WORK TO BE COMPLETED >> The answer must consist of every line in the data below that holds the word "Confirmed".

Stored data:

::::::::

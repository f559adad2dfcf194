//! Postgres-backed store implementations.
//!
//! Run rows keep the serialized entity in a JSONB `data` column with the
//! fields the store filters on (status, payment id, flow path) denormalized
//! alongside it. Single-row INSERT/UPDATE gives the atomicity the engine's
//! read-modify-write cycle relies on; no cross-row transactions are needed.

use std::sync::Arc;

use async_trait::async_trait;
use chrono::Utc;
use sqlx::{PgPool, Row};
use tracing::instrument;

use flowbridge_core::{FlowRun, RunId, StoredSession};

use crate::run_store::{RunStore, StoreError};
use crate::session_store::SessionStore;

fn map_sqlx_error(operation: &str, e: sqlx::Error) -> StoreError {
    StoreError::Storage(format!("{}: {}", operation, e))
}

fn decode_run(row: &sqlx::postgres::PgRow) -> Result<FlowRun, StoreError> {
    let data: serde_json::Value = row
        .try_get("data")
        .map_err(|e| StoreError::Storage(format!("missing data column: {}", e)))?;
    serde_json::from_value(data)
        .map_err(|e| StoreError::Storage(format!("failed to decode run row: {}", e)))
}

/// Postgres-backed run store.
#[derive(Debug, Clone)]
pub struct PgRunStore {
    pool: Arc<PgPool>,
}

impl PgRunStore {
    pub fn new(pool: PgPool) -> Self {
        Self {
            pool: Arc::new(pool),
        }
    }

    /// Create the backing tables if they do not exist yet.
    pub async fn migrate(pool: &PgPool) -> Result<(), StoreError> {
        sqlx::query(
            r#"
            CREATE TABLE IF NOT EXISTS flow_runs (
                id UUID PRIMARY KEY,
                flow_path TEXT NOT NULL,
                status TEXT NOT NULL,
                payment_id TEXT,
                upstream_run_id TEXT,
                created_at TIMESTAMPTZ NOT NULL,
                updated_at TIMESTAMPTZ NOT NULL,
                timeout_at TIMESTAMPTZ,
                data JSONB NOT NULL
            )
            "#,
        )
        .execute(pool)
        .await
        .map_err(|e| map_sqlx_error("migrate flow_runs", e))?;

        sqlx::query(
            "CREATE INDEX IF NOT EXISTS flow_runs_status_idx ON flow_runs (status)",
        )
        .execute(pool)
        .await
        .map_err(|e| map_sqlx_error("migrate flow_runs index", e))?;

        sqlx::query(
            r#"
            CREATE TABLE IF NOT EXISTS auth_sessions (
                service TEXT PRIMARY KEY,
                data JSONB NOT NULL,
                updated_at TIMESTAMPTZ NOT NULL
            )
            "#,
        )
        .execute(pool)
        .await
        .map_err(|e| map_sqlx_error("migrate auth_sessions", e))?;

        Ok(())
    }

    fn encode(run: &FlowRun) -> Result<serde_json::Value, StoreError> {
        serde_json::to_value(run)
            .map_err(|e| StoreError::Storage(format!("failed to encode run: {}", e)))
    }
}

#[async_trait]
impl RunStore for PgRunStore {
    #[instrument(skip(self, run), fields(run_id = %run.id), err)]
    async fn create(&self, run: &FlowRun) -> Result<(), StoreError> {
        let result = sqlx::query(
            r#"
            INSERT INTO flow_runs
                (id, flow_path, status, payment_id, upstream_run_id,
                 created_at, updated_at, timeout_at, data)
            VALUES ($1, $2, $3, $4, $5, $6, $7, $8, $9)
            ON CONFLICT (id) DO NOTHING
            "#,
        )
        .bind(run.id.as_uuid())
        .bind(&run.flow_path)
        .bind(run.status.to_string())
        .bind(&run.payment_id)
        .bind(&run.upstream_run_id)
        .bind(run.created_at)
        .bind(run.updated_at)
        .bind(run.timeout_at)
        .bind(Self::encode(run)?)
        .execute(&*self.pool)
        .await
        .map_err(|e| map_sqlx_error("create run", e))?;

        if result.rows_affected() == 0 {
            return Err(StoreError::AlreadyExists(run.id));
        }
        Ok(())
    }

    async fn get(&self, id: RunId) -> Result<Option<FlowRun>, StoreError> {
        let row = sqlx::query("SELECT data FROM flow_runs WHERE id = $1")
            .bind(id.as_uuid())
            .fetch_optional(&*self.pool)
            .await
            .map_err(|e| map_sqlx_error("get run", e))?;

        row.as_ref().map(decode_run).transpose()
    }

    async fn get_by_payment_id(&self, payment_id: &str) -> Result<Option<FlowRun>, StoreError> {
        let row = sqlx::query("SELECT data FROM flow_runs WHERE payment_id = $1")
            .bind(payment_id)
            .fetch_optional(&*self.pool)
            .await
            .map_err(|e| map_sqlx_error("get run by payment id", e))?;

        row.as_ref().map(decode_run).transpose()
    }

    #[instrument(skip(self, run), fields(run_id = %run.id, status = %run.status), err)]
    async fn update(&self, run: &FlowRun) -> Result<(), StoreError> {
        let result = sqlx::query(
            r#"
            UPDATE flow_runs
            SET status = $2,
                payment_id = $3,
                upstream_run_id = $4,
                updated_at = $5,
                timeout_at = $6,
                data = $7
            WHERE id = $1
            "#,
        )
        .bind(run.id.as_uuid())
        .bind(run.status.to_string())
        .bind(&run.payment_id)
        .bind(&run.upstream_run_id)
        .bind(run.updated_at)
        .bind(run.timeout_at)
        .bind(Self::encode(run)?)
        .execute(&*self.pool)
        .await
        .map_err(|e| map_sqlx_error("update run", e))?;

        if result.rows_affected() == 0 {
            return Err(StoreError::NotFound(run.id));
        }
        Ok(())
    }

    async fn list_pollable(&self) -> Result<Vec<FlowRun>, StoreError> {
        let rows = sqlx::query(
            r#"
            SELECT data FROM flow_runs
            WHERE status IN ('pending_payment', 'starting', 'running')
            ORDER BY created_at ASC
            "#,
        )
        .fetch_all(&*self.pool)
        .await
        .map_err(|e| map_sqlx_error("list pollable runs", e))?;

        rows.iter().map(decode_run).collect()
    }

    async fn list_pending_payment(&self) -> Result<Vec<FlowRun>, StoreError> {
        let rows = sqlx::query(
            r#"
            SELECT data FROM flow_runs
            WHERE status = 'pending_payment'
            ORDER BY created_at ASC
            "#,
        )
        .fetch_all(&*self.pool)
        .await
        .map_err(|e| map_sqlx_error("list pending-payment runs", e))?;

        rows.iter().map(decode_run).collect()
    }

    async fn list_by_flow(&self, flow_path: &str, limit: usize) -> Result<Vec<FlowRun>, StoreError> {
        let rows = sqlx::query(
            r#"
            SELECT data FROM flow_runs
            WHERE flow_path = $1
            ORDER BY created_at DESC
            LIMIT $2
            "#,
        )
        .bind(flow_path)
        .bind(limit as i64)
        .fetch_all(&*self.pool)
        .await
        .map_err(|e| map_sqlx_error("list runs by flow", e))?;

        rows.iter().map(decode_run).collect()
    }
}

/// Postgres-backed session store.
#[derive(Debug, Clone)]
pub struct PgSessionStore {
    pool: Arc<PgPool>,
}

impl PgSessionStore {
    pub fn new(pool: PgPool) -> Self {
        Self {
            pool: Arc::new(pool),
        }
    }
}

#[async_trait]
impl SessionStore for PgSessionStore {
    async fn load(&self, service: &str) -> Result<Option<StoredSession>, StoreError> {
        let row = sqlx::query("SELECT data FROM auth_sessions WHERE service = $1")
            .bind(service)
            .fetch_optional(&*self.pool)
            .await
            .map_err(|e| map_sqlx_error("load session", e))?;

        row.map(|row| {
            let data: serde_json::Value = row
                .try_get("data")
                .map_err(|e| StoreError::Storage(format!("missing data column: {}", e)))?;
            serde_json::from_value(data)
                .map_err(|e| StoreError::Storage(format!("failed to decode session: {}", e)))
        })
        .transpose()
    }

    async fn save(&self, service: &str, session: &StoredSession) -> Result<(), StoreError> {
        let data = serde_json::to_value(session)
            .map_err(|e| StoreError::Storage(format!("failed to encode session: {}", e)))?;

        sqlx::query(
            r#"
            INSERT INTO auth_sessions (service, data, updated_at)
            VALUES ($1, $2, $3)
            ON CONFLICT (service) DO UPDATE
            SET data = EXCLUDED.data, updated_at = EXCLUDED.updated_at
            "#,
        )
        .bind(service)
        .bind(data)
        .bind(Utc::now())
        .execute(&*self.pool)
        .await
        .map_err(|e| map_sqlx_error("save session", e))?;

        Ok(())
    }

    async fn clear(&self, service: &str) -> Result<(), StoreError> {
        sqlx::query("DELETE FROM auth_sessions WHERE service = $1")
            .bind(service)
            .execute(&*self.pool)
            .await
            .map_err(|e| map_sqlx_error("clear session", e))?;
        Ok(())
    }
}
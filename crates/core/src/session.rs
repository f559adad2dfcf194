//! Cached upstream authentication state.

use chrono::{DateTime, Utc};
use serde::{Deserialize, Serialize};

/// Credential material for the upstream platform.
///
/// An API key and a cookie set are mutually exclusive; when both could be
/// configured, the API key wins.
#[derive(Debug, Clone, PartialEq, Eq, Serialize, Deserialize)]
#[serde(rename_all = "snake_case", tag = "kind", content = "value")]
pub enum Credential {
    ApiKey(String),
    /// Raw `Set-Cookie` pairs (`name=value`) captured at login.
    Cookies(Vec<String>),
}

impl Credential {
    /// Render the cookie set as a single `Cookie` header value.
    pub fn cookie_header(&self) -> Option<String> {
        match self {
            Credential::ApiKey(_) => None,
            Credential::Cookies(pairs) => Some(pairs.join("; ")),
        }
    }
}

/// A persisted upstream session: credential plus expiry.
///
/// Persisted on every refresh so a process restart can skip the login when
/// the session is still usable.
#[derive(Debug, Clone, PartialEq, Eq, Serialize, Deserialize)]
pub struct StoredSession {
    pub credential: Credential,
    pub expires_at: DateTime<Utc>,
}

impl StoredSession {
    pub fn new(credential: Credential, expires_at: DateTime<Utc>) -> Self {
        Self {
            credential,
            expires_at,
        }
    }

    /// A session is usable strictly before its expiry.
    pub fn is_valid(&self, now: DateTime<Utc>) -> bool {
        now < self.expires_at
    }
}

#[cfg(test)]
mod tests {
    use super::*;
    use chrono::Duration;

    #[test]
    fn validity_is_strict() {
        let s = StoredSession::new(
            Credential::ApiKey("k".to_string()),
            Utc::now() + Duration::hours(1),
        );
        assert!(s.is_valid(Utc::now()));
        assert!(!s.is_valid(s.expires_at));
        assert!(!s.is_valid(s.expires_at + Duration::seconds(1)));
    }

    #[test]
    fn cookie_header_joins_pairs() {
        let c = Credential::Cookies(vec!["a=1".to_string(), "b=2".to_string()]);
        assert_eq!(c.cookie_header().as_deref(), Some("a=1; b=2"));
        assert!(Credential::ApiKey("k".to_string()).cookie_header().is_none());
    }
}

::::::::

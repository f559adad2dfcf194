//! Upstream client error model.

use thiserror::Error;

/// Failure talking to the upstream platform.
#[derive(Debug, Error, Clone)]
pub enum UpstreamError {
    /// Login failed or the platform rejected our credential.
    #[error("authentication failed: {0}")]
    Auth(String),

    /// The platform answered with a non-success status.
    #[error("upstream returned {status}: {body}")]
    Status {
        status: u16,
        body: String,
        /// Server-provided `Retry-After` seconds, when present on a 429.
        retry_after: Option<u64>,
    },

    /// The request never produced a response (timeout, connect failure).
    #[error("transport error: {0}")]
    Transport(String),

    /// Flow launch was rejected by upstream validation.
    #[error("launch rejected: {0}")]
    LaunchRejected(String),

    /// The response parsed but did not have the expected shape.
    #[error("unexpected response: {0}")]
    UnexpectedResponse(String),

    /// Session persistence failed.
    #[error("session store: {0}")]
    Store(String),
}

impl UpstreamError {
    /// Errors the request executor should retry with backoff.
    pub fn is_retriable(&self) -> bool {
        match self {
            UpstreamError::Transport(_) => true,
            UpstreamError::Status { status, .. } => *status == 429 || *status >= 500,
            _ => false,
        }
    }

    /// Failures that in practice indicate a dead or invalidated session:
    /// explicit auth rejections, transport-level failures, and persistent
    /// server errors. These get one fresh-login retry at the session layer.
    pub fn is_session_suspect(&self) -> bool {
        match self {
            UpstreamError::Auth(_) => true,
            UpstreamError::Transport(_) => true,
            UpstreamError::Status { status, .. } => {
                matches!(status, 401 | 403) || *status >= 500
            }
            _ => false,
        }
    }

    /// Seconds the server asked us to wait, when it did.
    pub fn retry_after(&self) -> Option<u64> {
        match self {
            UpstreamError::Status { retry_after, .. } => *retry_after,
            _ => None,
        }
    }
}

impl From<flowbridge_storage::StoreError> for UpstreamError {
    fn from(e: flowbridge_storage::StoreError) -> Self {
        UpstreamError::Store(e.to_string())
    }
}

::::::::

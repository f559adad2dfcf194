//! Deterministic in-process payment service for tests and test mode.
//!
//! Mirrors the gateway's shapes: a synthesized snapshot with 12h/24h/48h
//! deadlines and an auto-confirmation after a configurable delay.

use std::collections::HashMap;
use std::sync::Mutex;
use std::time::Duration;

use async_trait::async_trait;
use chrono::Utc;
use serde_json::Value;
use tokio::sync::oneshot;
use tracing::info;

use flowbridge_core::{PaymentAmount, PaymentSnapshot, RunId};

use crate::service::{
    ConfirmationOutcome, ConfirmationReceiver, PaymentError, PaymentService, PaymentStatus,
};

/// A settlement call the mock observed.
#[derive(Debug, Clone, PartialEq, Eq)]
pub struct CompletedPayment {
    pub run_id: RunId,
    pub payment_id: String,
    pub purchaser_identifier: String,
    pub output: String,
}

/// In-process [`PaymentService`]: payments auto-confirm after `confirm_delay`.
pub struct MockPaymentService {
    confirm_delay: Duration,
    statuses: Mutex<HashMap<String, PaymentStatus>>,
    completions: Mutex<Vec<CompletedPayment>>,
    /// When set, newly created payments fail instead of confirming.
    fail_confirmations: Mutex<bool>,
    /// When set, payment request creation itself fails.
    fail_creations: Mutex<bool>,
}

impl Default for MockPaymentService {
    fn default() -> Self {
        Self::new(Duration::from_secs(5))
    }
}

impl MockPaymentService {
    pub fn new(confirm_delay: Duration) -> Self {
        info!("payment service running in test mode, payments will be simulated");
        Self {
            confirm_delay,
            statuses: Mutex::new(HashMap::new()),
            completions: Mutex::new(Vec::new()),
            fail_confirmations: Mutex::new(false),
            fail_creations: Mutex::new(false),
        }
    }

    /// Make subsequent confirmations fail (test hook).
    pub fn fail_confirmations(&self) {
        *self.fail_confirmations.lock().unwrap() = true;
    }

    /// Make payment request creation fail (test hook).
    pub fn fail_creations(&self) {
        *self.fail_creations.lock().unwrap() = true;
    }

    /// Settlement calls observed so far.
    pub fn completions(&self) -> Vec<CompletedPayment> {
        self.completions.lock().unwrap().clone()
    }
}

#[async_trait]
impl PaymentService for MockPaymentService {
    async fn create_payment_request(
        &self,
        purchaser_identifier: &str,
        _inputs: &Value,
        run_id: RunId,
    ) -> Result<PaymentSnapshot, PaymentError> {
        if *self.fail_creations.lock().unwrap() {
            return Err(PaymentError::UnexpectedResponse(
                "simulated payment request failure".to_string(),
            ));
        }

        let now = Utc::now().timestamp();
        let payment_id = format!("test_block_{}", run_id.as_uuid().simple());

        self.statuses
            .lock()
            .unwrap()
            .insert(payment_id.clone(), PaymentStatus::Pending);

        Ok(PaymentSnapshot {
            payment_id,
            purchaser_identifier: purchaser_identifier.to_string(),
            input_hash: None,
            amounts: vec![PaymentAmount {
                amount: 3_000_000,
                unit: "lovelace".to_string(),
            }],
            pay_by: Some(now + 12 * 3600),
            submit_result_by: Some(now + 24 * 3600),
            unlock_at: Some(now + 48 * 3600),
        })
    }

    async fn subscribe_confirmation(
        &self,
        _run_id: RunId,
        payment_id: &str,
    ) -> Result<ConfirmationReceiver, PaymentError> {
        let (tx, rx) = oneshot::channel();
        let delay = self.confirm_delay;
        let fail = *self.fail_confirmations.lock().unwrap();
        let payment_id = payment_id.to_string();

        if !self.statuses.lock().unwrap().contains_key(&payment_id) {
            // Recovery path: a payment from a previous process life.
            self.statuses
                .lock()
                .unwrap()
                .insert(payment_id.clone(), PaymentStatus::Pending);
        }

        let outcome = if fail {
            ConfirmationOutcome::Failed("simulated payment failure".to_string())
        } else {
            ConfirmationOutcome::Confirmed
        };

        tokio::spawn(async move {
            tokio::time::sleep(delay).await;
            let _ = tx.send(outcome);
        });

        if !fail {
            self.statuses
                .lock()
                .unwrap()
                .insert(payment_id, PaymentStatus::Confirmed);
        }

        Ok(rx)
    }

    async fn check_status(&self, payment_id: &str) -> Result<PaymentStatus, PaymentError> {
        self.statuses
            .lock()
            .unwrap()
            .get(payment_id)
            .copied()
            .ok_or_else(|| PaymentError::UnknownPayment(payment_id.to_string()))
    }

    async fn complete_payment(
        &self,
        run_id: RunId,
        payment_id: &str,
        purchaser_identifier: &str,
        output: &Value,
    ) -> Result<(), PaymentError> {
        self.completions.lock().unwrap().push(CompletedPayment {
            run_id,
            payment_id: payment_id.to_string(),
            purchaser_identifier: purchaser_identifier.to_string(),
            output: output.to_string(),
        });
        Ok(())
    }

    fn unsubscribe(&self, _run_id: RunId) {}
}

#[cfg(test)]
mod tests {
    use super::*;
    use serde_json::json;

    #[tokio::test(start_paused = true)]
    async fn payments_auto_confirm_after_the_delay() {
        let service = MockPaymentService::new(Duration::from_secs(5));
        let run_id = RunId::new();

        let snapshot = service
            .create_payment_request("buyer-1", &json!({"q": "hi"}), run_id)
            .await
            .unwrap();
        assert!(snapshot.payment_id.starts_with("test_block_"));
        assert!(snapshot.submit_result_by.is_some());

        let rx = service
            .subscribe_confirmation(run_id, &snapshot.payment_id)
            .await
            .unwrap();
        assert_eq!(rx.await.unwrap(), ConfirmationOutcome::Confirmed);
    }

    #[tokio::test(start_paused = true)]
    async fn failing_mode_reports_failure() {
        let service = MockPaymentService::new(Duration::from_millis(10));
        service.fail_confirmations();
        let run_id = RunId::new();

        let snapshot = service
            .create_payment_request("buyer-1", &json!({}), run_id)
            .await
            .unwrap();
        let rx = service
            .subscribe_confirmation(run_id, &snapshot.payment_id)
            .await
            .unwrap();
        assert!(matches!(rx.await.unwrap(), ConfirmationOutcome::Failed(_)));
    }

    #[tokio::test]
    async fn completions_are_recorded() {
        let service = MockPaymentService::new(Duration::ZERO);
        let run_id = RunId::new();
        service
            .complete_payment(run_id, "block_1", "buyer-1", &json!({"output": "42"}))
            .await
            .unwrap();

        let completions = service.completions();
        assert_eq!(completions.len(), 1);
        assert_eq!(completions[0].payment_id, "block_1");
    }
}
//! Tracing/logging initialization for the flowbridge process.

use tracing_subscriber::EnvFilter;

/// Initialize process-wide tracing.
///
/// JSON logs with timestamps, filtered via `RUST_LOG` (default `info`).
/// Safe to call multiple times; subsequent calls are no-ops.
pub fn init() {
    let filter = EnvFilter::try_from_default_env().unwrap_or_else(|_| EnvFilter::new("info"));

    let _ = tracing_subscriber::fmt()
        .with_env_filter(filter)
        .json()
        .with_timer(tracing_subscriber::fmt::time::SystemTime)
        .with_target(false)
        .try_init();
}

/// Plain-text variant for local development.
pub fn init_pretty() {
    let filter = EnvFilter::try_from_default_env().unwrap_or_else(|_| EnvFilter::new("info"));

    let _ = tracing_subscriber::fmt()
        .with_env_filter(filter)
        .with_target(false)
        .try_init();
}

::::::::

RESPONSE AREA >>
            ConfirmationOutcome::Confirmed
                .insert(payment_id, PaymentStatus::Confirmed);
        assert_eq!(rx.await.unwrap(), ConfirmationOutcome::Confirmed);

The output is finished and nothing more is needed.